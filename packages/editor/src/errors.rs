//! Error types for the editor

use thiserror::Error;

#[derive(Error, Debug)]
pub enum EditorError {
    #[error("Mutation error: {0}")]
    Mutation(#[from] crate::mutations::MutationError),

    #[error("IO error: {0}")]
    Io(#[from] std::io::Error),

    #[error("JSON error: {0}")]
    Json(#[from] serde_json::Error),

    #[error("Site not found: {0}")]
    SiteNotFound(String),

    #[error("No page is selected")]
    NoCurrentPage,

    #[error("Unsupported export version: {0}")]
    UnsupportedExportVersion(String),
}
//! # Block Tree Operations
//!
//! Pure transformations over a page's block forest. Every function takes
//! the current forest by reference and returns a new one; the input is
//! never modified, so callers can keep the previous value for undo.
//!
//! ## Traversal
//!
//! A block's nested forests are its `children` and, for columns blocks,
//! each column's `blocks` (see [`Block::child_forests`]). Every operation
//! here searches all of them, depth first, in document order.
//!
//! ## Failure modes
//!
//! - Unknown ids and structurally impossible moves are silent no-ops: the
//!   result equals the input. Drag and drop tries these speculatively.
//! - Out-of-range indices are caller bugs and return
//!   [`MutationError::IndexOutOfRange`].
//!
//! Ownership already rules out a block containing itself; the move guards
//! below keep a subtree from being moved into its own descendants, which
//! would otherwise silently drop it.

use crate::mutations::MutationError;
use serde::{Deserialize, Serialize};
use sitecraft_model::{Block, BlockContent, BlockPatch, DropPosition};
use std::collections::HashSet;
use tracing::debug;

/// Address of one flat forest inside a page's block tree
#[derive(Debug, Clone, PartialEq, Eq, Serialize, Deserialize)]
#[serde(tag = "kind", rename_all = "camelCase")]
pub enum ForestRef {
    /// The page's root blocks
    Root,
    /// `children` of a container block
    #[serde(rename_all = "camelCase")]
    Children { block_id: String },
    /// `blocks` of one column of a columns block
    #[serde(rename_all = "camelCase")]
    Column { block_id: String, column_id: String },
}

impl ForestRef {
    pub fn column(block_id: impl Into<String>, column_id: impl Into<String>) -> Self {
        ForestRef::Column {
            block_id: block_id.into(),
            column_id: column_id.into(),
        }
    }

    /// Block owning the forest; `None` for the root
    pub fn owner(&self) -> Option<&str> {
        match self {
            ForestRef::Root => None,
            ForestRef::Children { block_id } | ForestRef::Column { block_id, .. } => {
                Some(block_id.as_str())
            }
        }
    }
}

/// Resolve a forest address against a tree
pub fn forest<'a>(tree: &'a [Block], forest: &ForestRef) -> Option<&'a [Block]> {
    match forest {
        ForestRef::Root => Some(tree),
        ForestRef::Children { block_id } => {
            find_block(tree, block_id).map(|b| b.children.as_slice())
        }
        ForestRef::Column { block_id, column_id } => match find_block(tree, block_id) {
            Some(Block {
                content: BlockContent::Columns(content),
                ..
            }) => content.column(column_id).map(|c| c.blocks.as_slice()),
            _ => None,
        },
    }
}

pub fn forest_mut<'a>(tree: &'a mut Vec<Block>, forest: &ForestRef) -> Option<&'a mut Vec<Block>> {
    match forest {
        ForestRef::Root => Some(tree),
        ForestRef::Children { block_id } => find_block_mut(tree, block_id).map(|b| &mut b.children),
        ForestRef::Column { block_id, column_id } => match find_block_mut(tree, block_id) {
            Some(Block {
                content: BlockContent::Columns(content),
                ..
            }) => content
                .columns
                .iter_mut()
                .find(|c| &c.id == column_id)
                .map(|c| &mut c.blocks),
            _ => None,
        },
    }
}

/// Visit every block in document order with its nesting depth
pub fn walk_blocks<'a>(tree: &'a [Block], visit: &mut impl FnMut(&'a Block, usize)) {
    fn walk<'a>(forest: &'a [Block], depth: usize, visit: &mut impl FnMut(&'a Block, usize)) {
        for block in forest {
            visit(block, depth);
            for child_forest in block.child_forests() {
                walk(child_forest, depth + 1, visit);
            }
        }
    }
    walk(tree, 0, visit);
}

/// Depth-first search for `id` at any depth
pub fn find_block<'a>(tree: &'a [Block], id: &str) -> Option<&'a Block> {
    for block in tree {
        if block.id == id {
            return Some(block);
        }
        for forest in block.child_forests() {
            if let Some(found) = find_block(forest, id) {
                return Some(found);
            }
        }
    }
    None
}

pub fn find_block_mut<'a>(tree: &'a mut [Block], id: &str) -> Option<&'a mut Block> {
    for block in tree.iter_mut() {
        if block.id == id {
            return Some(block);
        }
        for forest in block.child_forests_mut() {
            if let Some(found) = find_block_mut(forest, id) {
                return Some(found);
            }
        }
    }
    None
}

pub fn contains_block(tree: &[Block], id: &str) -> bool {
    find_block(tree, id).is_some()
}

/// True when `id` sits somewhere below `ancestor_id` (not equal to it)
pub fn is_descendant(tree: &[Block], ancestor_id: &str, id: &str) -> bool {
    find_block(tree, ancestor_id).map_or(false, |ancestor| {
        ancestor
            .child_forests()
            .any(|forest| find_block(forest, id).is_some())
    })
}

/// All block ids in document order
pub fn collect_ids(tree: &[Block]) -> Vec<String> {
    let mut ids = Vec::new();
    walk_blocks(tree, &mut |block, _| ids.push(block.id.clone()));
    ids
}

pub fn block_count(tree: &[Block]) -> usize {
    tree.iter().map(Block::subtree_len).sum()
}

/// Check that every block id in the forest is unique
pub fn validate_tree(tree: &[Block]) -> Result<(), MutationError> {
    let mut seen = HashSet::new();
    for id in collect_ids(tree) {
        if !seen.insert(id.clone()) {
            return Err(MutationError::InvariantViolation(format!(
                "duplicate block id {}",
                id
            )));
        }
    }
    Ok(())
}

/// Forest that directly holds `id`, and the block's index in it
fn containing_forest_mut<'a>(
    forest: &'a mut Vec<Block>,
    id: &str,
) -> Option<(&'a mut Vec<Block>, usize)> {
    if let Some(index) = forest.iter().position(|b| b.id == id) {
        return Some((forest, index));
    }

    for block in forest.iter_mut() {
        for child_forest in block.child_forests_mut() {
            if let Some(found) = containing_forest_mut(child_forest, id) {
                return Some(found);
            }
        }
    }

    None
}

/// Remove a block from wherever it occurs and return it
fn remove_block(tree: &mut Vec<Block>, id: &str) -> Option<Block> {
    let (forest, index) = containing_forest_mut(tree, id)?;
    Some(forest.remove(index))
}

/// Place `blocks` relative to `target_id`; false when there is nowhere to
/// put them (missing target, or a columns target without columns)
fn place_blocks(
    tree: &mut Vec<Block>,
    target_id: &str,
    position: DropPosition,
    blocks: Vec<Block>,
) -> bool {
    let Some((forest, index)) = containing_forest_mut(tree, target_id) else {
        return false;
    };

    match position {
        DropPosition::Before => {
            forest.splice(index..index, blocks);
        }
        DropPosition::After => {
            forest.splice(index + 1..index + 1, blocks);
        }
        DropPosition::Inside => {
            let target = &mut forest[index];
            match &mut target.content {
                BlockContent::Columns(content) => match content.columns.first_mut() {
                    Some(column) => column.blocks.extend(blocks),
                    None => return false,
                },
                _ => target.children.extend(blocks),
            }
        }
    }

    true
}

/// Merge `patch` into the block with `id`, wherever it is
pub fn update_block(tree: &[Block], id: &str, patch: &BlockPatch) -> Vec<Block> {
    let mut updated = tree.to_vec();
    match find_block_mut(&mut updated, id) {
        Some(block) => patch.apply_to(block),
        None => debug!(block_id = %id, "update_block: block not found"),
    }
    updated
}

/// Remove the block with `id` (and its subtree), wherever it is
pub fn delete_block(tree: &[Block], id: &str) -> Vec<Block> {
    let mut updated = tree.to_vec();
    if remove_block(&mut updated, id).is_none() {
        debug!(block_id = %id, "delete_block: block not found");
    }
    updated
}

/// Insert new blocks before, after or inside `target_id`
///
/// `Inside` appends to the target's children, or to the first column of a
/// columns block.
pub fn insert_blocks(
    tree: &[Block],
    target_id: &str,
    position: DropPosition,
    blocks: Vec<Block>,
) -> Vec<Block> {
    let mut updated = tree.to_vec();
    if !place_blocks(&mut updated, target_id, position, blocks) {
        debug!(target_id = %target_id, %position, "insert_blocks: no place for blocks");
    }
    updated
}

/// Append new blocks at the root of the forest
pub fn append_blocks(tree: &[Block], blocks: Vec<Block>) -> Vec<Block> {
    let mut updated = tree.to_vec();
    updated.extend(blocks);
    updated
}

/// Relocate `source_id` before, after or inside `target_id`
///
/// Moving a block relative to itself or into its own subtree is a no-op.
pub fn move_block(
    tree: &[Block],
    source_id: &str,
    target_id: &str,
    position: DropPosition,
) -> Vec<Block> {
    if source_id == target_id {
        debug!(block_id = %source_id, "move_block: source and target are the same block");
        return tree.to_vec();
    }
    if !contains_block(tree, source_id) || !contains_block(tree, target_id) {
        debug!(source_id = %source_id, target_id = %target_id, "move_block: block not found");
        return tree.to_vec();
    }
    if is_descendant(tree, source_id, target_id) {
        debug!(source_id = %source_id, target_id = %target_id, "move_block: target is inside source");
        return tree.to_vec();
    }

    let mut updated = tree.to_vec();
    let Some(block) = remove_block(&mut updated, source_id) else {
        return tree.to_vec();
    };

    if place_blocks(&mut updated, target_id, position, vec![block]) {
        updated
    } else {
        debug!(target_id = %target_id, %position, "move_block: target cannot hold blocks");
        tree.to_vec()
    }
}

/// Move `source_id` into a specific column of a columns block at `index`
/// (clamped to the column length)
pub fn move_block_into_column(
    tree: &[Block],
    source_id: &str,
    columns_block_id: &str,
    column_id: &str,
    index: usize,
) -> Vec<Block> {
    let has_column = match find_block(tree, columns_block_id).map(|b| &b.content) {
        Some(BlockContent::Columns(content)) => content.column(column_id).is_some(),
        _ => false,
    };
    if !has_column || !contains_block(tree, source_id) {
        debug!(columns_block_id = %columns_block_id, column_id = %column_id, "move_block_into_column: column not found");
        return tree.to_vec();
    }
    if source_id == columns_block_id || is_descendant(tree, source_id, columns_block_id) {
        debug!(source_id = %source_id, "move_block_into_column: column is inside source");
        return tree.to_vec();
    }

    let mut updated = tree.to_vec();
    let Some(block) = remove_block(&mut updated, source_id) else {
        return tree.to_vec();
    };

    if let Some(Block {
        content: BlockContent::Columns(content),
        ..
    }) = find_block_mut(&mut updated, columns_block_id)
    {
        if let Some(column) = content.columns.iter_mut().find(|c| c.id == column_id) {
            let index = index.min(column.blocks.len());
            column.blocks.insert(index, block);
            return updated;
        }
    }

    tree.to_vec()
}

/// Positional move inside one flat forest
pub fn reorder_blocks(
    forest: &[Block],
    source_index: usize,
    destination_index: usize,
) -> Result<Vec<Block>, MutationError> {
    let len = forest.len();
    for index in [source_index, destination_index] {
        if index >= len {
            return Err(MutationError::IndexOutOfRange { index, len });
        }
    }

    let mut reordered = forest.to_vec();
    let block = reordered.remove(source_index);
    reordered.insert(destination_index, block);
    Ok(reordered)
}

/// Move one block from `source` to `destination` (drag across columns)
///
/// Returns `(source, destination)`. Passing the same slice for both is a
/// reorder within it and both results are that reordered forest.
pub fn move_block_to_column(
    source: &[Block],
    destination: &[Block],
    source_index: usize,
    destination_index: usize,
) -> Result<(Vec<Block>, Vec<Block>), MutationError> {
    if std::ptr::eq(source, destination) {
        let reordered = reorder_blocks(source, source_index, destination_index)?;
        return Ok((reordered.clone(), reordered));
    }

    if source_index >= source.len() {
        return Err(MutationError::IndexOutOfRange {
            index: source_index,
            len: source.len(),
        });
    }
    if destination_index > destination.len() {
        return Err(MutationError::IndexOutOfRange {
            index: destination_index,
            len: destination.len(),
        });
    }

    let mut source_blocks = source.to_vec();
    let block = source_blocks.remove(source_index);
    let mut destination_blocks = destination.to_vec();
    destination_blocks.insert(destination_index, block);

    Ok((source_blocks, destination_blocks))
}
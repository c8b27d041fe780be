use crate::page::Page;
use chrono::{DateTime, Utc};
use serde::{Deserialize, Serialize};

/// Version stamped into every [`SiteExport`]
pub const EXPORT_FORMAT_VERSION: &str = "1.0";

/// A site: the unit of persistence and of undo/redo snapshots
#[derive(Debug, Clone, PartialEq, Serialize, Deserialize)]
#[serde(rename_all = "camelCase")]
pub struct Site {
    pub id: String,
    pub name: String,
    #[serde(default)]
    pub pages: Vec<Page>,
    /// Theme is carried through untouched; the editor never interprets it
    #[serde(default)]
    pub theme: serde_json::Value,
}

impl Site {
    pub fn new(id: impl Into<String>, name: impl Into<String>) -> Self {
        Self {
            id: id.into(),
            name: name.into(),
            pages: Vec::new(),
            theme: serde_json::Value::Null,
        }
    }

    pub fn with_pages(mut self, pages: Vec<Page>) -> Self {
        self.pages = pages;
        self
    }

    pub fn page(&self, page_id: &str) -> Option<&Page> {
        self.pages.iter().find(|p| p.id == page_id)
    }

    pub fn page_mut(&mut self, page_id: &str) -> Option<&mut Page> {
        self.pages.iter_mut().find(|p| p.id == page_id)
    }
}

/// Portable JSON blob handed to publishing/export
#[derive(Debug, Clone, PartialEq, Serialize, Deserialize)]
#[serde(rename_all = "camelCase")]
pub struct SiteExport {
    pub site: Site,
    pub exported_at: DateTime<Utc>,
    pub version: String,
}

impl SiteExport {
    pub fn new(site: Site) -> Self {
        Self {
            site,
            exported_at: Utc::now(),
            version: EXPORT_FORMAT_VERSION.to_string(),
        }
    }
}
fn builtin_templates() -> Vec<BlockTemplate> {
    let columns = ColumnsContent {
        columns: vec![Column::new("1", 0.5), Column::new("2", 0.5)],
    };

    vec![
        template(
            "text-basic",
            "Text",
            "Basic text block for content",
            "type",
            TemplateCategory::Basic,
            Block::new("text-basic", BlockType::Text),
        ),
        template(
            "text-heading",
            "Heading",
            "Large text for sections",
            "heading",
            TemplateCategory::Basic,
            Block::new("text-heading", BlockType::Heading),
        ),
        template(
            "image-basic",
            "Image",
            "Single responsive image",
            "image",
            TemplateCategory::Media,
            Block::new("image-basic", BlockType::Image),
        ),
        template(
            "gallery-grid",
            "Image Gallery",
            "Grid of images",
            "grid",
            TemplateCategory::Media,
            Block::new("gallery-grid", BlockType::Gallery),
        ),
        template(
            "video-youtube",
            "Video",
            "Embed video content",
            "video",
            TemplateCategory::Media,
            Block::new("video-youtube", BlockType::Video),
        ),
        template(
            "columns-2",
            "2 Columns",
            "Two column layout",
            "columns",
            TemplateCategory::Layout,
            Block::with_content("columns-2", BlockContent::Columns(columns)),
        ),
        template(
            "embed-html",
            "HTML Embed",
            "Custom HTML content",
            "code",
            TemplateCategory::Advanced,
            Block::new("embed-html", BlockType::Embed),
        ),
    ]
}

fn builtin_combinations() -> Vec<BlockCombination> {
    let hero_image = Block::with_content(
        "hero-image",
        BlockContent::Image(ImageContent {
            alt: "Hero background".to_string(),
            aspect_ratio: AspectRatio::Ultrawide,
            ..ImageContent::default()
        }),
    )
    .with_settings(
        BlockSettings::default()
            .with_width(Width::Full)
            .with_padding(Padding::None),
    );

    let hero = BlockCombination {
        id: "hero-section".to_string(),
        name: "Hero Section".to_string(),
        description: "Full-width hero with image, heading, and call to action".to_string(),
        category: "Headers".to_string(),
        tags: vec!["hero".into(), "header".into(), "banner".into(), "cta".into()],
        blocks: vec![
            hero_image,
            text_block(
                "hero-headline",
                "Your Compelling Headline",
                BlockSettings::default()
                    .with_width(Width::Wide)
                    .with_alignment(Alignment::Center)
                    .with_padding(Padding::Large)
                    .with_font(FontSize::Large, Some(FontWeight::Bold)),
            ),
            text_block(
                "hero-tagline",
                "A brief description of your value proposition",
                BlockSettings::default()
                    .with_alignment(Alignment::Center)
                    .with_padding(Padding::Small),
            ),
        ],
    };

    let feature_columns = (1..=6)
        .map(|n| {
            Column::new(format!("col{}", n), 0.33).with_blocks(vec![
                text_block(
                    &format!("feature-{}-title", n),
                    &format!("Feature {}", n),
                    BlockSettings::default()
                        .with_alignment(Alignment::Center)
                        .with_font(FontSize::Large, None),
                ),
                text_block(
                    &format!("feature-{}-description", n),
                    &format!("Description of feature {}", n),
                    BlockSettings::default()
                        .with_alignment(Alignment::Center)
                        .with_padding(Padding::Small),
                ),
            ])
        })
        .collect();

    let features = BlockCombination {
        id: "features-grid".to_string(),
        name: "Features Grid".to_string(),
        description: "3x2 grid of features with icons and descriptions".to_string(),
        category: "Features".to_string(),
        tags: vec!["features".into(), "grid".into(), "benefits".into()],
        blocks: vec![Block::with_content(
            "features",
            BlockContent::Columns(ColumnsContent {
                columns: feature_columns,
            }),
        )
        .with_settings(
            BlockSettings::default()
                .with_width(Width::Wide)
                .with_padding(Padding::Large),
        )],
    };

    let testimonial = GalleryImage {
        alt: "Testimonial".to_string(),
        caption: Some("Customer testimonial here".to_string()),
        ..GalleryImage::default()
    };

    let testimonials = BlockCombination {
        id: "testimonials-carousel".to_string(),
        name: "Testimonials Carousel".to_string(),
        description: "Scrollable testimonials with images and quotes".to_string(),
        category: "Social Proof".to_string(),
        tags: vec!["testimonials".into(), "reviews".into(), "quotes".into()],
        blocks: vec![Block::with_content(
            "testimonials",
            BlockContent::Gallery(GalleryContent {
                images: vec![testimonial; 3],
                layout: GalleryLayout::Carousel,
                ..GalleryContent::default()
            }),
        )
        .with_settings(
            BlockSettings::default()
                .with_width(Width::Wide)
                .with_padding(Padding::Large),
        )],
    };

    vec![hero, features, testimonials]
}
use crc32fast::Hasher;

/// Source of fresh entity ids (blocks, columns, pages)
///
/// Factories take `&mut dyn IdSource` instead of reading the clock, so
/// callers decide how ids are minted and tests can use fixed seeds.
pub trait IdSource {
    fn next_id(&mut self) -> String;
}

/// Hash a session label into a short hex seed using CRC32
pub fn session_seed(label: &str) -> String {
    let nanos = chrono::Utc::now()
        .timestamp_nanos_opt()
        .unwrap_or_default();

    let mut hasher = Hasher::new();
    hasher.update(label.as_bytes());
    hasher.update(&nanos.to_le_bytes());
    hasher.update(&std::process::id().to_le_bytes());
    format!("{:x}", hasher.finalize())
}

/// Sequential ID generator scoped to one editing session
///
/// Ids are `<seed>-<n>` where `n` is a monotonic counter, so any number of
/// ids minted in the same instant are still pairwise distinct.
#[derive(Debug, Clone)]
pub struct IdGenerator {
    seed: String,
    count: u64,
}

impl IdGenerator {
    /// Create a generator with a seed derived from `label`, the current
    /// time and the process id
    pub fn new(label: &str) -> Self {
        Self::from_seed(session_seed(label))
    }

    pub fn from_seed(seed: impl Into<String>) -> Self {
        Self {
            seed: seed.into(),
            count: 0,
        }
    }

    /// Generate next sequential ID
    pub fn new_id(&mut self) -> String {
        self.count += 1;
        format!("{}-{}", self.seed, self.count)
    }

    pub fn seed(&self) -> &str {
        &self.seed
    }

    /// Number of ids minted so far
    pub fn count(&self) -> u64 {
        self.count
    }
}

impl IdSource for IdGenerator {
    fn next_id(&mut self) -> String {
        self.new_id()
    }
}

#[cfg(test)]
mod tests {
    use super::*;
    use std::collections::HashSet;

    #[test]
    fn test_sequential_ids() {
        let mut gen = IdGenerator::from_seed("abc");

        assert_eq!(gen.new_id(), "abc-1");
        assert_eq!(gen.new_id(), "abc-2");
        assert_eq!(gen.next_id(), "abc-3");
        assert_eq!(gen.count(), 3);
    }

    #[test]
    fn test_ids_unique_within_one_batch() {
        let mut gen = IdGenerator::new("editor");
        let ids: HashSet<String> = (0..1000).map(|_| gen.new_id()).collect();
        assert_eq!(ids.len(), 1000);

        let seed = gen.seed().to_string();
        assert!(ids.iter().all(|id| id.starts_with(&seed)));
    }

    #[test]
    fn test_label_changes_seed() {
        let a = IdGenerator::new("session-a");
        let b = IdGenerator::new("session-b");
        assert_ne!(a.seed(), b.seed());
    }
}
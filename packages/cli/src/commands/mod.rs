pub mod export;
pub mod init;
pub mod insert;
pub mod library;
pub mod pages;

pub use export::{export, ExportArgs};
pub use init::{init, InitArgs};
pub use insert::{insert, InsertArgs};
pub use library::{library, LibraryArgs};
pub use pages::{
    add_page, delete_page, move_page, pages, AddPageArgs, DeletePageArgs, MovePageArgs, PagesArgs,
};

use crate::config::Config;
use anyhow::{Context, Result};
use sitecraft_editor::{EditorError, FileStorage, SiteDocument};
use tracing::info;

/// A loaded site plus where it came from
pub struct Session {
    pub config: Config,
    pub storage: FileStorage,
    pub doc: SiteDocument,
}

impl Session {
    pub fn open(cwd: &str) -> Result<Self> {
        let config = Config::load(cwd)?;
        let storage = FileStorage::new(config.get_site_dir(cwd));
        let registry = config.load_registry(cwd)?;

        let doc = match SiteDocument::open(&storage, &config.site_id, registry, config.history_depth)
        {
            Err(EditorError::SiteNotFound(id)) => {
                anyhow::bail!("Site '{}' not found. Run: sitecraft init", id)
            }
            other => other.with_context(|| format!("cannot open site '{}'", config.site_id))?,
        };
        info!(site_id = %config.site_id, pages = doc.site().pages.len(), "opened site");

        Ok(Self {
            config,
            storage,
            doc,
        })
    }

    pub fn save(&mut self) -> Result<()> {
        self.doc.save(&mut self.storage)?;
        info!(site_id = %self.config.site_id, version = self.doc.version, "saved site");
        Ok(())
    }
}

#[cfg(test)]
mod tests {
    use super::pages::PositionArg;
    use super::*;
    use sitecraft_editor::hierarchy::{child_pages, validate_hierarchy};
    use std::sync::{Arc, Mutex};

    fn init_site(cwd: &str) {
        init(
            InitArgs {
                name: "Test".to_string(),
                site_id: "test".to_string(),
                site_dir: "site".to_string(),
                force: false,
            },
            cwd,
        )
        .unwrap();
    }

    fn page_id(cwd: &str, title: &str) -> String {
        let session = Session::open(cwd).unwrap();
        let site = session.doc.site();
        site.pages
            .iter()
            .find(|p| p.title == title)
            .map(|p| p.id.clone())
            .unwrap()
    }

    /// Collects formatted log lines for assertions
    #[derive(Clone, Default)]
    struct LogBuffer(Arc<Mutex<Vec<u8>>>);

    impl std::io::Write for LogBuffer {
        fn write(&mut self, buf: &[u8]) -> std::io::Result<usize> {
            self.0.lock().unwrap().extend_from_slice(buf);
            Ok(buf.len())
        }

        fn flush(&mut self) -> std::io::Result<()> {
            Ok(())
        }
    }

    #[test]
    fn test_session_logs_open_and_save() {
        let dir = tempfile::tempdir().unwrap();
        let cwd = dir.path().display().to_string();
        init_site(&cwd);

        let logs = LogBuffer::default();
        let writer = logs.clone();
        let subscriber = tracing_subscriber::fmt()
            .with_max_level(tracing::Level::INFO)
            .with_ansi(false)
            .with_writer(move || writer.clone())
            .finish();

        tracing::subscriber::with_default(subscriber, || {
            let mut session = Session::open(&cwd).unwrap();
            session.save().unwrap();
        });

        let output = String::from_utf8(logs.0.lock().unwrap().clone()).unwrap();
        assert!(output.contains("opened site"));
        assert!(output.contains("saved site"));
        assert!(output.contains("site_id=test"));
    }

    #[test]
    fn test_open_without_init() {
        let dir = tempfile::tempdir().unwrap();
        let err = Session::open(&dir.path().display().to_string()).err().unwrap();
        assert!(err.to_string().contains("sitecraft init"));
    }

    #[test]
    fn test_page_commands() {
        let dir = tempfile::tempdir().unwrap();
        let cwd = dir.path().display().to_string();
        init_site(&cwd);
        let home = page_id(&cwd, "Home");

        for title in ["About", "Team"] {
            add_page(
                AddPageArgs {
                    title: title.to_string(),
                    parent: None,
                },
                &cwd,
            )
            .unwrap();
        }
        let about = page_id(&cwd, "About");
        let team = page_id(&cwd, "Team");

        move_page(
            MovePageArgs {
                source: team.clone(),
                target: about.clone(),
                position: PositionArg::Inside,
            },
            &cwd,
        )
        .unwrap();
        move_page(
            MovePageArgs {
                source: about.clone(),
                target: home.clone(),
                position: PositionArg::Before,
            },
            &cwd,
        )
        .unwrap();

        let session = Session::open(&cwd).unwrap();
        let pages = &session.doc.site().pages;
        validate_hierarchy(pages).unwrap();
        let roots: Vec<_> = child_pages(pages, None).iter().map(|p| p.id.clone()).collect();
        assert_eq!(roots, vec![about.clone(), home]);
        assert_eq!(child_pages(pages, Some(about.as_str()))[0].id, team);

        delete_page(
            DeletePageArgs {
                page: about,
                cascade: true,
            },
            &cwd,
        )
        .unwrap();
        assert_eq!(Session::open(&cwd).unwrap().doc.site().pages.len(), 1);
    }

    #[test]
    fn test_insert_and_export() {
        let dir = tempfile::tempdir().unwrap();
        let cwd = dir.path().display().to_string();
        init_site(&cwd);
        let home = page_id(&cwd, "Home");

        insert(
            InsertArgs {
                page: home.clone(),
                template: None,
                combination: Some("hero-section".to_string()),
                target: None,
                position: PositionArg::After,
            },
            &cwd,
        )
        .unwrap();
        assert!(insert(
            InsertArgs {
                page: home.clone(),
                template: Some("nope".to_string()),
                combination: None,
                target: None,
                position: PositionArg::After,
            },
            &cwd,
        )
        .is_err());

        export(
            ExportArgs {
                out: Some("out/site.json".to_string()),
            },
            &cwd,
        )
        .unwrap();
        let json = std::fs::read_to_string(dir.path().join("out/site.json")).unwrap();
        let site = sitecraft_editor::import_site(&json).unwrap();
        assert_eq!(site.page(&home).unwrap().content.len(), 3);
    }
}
........
Please return only the lines above, starting at the line that has "at any depth" and ending at the line that has "pub fn find_block_mut<'a>(tree: &'a", keeping both and leaving each one unchanged.

_Output of the exercise_.
/// Depth-first search for `id` at any depth
pub fn find_block<'a>(tree: &'a [Block], id: &str) -> Option<&'a Block> {
    for block in tree {
        if block.id == id {
            return Some(block);
        }
        for forest in block.child_forests() {
            if let Some(found) = find_block(forest, id) {
                return Some(found);
            }
        }
    }
    None
}

pub fn find_block_mut<'a>(tree: &'a mut [Block], id: &str) -> Option<&'a mut Block> {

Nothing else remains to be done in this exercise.